Excellent recipe for relieving constipation http://www.greektastes.com/fig-sweets-sikomagides-byzantine-recipe/


----------



## deggial (Jan 20, 2013)

:lol: that sounds delicious (or, as the Byzantines might have said, νοστιμότατος*!)

*if we are to trust google translate...


----------



## bellbottom (Jun 19, 2013)

I don't if to laugh or to cry! Or should i laugh on myself only! If i ask myself who were my ancestors then i am myself confused! As to what should i think! 
As you tell me about milan italy, i listened to this tune...
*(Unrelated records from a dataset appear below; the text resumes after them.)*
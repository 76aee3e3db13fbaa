//! # Repository Module
//!
//! Database repository implementations for Tavola POS.
//!
//! ## Repository Pattern
//! ```text
//! ┌─────────────────────────────────────────────────────────────────────────┐
//! │                    Repository Pattern                                   │
//! │                                                                         │
//! │  DraftSession (tavola-sync)                                            │
//! │       │                                                                 │
//! │       │  store.save("order_data_local-…", json)                        │
//! │       ▼                                                                 │
//! │  SnapshotRepository                                                     │
//! │  ├── get(&self, key)                                                   │
//! │  ├── put(&self, key, payload)                                          │
//! │  ├── delete(&self, key)                                                │
//! │  └── rekey(&self, old, new, payload)   (one transaction)               │
//! │       │                                                                 │
//! │       ▼                                                                 │
//! │  SQLite: order_snapshots                                               │
//! └─────────────────────────────────────────────────────────────────────────┘
//! ```
//!
//! ## Available Repositories
//!
//! - [`snapshot::SnapshotRepository`] - Order snapshot key-value storage

pub mod snapshot;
A picture comes to my mind as i had travelled to a village city. There was very partial light as if city was under darkness. I took the stairs as there was this tower like old times building! Life seemed so boring at those times, but people knew what each other had their part to do! There when i went up i looked out of the window it was like a oil painting with many village people moving! Just then a attendant came and told me that music work was to be done! So then i went to another room where there i played the same music with other musicians! So was it milan city?
As i read that capital of byzantine was constantinapole (istanbul in turkey)!!! Confusing!


----------



## Bix (Aug 12, 2010)

bellbottom said:


> I don't if to laugh or to cry! Or should i laugh on myself only! If i ask myself who were my ancestors then i am myself confused! As to what should i think!
> As you tell me about milan italy, i listened to this tune...
> 
> 
> ...


Confusing, I agree totally.


----------



## Nereffid (Feb 6, 2013)

deggial said:


> :lol: that sounds delicious (or, as the Byzantines might have said, νοστιμότατος*!)
> 
> *if we are to trust google translate...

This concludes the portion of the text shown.